◆ Information given
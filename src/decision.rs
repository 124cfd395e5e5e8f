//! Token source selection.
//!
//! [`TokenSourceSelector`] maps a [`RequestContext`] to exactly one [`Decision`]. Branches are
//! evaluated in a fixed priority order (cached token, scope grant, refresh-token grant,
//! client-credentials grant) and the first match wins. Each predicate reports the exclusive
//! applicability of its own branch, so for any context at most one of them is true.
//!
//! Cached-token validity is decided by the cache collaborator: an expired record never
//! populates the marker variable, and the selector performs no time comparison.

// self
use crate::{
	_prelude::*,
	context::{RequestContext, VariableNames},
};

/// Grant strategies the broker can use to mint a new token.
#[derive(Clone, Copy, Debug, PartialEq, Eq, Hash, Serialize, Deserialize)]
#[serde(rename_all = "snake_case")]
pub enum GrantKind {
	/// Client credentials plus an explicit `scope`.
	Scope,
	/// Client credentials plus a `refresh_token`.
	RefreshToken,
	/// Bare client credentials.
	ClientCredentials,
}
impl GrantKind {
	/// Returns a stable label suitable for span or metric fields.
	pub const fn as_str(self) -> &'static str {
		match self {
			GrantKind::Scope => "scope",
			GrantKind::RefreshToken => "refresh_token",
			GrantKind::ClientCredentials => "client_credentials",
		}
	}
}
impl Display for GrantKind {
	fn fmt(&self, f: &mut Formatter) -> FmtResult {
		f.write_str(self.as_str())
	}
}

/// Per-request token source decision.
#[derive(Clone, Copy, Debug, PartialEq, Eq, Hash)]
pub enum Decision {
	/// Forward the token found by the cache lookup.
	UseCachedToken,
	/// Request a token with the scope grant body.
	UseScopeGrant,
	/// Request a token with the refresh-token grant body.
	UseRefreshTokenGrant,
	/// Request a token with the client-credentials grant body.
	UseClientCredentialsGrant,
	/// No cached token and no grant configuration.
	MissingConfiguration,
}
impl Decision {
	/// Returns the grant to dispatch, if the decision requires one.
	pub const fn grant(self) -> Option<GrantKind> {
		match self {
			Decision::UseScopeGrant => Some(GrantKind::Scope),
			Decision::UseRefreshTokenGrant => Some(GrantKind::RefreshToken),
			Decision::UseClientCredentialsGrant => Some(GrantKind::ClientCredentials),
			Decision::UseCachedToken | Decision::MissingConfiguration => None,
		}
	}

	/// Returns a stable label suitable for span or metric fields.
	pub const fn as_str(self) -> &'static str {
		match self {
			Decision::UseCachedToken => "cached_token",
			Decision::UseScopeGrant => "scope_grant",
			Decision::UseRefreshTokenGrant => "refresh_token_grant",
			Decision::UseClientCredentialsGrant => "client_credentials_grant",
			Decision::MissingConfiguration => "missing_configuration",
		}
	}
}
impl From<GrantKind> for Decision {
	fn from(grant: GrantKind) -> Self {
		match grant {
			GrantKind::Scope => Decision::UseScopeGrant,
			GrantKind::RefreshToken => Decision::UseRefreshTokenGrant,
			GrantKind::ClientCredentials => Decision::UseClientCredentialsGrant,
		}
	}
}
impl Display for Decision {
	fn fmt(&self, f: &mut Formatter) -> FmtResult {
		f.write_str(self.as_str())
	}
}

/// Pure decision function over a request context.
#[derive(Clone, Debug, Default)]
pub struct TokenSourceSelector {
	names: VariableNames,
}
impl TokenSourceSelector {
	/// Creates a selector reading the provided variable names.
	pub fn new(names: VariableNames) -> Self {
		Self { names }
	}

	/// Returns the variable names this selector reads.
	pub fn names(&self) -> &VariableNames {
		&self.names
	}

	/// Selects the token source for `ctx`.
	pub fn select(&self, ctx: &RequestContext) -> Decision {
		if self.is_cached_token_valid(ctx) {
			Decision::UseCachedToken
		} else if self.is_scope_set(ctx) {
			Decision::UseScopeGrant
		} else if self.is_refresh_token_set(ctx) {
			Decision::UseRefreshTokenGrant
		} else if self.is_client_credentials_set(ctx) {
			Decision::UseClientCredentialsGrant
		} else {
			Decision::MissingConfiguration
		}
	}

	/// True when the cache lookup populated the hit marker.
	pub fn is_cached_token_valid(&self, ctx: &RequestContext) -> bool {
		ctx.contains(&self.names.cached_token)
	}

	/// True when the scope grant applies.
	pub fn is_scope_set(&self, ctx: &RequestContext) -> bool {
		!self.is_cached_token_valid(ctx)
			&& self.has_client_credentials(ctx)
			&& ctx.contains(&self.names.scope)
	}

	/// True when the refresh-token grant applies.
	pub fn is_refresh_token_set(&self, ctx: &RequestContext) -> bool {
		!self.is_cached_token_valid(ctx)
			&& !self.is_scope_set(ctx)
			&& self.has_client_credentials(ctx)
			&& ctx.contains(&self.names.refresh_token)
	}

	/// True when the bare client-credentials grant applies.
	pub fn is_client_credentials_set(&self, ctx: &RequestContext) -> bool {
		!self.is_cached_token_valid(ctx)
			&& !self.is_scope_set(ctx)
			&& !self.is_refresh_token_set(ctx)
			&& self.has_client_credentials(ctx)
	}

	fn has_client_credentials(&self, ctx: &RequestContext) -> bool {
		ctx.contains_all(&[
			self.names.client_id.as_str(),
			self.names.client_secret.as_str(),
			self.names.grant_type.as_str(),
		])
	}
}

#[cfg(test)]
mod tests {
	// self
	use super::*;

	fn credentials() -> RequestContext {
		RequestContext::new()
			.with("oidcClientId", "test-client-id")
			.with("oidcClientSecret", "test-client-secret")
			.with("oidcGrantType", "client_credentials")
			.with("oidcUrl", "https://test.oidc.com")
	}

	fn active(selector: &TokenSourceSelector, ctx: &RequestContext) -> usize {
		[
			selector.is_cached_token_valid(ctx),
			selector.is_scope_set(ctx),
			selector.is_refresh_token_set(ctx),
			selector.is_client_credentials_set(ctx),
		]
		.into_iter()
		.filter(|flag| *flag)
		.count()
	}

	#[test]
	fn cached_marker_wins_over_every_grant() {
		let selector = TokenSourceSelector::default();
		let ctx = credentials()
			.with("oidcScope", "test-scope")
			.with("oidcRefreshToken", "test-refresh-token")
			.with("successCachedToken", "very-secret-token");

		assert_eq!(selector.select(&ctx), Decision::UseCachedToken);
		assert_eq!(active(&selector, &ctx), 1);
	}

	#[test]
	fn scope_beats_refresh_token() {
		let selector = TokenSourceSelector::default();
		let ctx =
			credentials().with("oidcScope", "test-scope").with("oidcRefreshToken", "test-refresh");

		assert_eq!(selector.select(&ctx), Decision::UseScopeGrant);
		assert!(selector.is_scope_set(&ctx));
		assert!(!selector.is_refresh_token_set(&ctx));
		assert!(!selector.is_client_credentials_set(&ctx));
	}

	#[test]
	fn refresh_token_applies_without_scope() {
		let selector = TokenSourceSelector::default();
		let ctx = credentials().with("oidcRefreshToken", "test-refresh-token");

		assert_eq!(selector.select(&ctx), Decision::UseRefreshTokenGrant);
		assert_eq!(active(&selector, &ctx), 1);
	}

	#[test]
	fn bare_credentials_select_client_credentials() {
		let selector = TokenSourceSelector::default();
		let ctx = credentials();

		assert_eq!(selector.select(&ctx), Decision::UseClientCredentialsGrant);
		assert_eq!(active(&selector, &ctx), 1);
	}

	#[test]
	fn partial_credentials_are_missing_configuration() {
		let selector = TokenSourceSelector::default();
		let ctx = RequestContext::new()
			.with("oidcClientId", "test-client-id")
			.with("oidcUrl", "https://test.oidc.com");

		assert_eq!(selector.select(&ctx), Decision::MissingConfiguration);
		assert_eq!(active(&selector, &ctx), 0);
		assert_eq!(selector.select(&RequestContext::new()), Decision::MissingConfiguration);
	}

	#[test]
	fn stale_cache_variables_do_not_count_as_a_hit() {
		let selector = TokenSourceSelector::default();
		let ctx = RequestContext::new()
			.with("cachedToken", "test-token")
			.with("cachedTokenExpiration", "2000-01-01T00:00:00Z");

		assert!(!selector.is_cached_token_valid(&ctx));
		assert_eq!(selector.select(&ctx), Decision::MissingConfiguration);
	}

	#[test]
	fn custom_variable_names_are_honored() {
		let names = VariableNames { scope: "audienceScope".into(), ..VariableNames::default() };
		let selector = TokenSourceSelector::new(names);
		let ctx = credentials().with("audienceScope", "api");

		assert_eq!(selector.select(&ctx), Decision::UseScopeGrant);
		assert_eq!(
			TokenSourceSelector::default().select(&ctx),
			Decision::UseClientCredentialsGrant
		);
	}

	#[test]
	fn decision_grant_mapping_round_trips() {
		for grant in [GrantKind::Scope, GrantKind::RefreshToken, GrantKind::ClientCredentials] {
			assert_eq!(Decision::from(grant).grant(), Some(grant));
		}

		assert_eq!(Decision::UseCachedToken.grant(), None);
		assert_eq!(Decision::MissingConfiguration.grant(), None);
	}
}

◆ The task
Count the lines in the material containing the string "plus", and state the number with nothing added.

◆ Response below
2